In [None]:
import numpy as np
import torch
from pathlib import Path

## Step 1: Preprocessing Audio Data

Preprocessing involves:
1. Loading and segmenting audio files
2. Extracting content features (ContentVec/HuBERT)
3. Extracting pitch features (F0)
4. Building FAISS index for retrieval

In [None]:
from src.modules.preprocessing import preprocess_for_training

data_dir = "../data/my_voice"
out_dir = "../data/preprocessed"

preprocess_for_training(
    data_dir=data_dir,
    out_dir=out_dir,
    quiet=False,
)

## Step 2: Training the Generator

Train the voice conversion model on preprocessed features.

In [None]:
from src.modules.training import train_generator_from_features

feature_dir = "../data/preprocessed"
model_name = "my_voice_model"

generator = train_generator_from_features(
    feature_dir=feature_dir,
    epochs=100,
    batch_size=4,
    content_dim=768,
    use_pitch=True,
    target_sr=48000,
    learning_rate=1e-4,
    model_name=model_name,
)

## Step 3: Running Inference

Convert a source audio file to the target speaker's voice.

In [None]:
from src.modules.inference import run_inference
from src.models.generator import Generator

input_audio = "../data/references/california_gurls.mp3"
output_audio = "../data/output/converted_california_gurls.wav"
model_name = "my_voice_model"

generator = Generator.load(model_name)

run_inference(
    input_path=input_audio,
    generator=generator,
    output_path=output_audio,
)

In [None]:
import IPython.display as ipd
import matplotlib.pyplot as plt
import torchaudio

original_path = "../data/references/california_gurls.mp3"
original_waveform, original_sr = torchaudio.load(original_path)

print("Original Audio:")
ipd.display(ipd.Audio(original_waveform.numpy(), rate=original_sr))

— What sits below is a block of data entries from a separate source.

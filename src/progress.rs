//! Level progress and the score leaderboard, behind an injectable store.
//!
//! The session never reaches for a global: it is handed a [`ProgressStore`]
//! and calls it only when a game ends or the player exits.

use crate::error::ComboError;
use crate::state::Level;
use serde::{Deserialize, Serialize};
use std::fs;
use std::path::{Path, PathBuf};
use tracing::debug;

const APP_DIR: &str = "combo_board";
const FILENAME: &str = "progress.json";

/// What a finished level changed in the stored progress.
#[derive(Clone, Copy, Debug, PartialEq, Eq)]
pub struct LevelResult {
    pub won: bool,
    /// Stars earned by this run (not the stored best).
    pub stars: u8,
    /// Level newly reachable because of this win, if any.
    pub unlocked: Option<u32>,
}

/// Everything persisted between sessions.
#[derive(Clone, Debug, PartialEq, Eq, Serialize, Deserialize)]
#[serde(rename_all = "camelCase")]
pub struct Progress {
    pub levels: Vec<Level>,
    /// Player scores, highest first.
    pub scores: Vec<u32>,
}

impl Default for Progress {
    fn default() -> Self {
        Progress {
            levels: Level::catalog(),
            scores: Vec::new(),
        }
    }
}

impl Progress {
    pub fn level(&self, number: u32) -> Option<&Level> {
        self.levels.iter().find(|l| l.number == number)
    }

    /// Looks up a level the player is allowed to start.
    pub fn playable_level(&self, number: u32) -> Result<&Level, ComboError> {
        let level = self
            .level(number)
            .ok_or(ComboError::UnknownLevel(number))?;
        if !level.is_unlocked {
            return Err(ComboError::LevelLocked(number));
        }
        Ok(level)
    }

    /// Applies a finished level. A win keeps the better of the stored and new
    /// star ratings and unlocks the next level in the list; a loss changes
    /// nothing.
    pub fn apply_level_result(
        &mut self,
        number: u32,
        score: u32,
    ) -> Result<LevelResult, ComboError> {
        let index = self
            .levels
            .iter()
            .position(|l| l.number == number)
            .ok_or(ComboError::UnknownLevel(number))?;

        let level = &mut self.levels[index];
        let won = score >= level.target_score;
        let stars = level.calculate_stars(score);
        if !won {
            return Ok(LevelResult {
                won,
                stars,
                unlocked: None,
            });
        }
        level.stars = level.stars.max(stars);

        let unlocked = match self.levels.get_mut(index + 1) {
            Some(next) if !next.is_unlocked => {
                next.is_unlocked = true;
                Some(next.number)
            }
            _ => None,
        };
        Ok(LevelResult {
            won,
            stars,
            unlocked,
        })
    }

    /// Inserts a score, keeping the list sorted highest first.
    pub fn add_score(&mut self, score: u32) {
        let at = self.scores.partition_point(|&s| s >= score);
        self.scores.insert(at, score);
    }

    pub fn best_score(&self) -> u32 {
        self.scores.first().copied().unwrap_or(0)
    }

    /// True if `score` would top the leaderboard. Call before [`add_score`].
    ///
    /// [`add_score`]: Progress::add_score
    pub fn is_high_score(&self, score: u32) -> bool {
        self.scores.first().map_or(true, |&best| score > best)
    }

    /// The best `n` scores.
    pub fn top_scores(&self, n: usize) -> &[u32] {
        &self.scores[..n.min(self.scores.len())]
    }
}

/// Persistence collaborator injected into a session.
pub trait ProgressStore {
    fn progress(&self) -> &Progress;

    /// Records a finished level (stars, unlocks). Called once per game over.
    fn record_level_result(
        &mut self,
        number: u32,
        score: u32,
    ) -> Result<LevelResult, ComboError>;

    /// Adds a score to the leaderboard.
    fn record_score(&mut self, score: u32) -> Result<(), ComboError>;
}

/// Keeps progress in memory only. Used by tests and the simulator.
#[derive(Clone, Debug, Default)]
pub struct MemoryStore {
    progress: Progress,
}

impl MemoryStore {
    pub fn new(progress: Progress) -> Self {
        MemoryStore { progress }
    }
}

impl ProgressStore for MemoryStore {
    fn progress(&self) -> &Progress {
        &self.progress
    }

    fn record_level_result(
        &mut self,
        number: u32,
        score: u32,
    ) -> Result<LevelResult, ComboError> {
        self.progress.apply_level_result(number, score)
    }

    fn record_score(&mut self, score: u32) -> Result<(), ComboError> {
        self.progress.add_score(score);
        Ok(())
    }
}

/// Progress persisted as pretty-printed JSON, rewritten after every change.
#[derive(Debug)]
pub struct JsonFileStore {
    path: PathBuf,
    progress: Progress,
}

impl JsonFileStore {
    /// Default location: `$XDG_CONFIG_HOME/combo_board/progress.json`, or
    /// `~/.config/combo_board/progress.json` when that is unset or empty.
    pub fn default_path() -> PathBuf {
        let base = match std::env::var("XDG_CONFIG_HOME") {
            Ok(xdg) if !xdg.is_empty() => PathBuf::from(xdg),
            _ => std::env::var("HOME")
                .map(|h| PathBuf::from(h).join(".config"))
                .unwrap_or_else(|_| PathBuf::from(".")),
        };
        base.join(APP_DIR).join(FILENAME)
    }

    /// Opens the store at `path`. A missing file starts from the built-in
    /// catalog; an unreadable or malformed one is an error.
    pub fn open(path: impl Into<PathBuf>) -> Result<Self, ComboError> {
        let path = path.into();
        let progress = if path.exists() {
            let content = fs::read_to_string(&path)?;
            serde_json::from_str(&content)?
        } else {
            debug!(path = %path.display(), "no saved progress, starting fresh");
            Progress::default()
        };
        Ok(JsonFileStore { path, progress })
    }

    pub fn path(&self) -> &Path {
        &self.path
    }

    /// Writes the current progress, creating the parent directory if needed.
    pub fn save(&self) -> Result<(), ComboError> {
        if let Some(parent) = self.path.parent() {
            fs::create_dir_all(parent)?;
        }
        fs::write(&self.path, serde_json::to_string_pretty(&self.progress)?)?;
        Ok(())
    }
}

impl ProgressStore for JsonFileStore {
    fn progress(&self) -> &Progress {
        &self.progress
    }

    fn record_level_result(
        &mut self,
        number: u32,
        score: u32,
    ) -> Result<LevelResult, ComboError> {
        let result = self.progress.apply_level_result(number, score)?;
        if result.won {
            self.save()?;
        }
        Ok(result)
    }

    fn record_score(&mut self, score: u32) -> Result<(), ComboError> {
        self.progress.add_score(score);
        self.save()
    }
}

converted_path = "../data/output/converted_california_gurls.wav"
try:
    converted_waveform, converted_sr = torchaudio.load(converted_path)
    print("\nConverted Audio:")
    ipd.display(ipd.Audio(converted_waveform.numpy(), rate=converted_sr))
    
    fig, axes = plt.subplots(2, 1, figsize=(12, 6))
    
    axes[0].plot(original_waveform[0].numpy()[:48000])
    axes[0].set_title("Original Audio (first 1 second)")
    axes[0].set_xlabel("Sample")
    axes[0].set_ylabel("Amplitude")
    
    axes[1].plot(converted_waveform[0].numpy()[:48000])
    axes[1].set_title("Converted Audio (first 1 second)")
    axes[1].set_xlabel("Sample")
    axes[1].set_ylabel("Amplitude")
    
    plt.tight_layout()
    plt.show()
except FileNotFoundError:
    print("Converted audio not found. Run inference first!")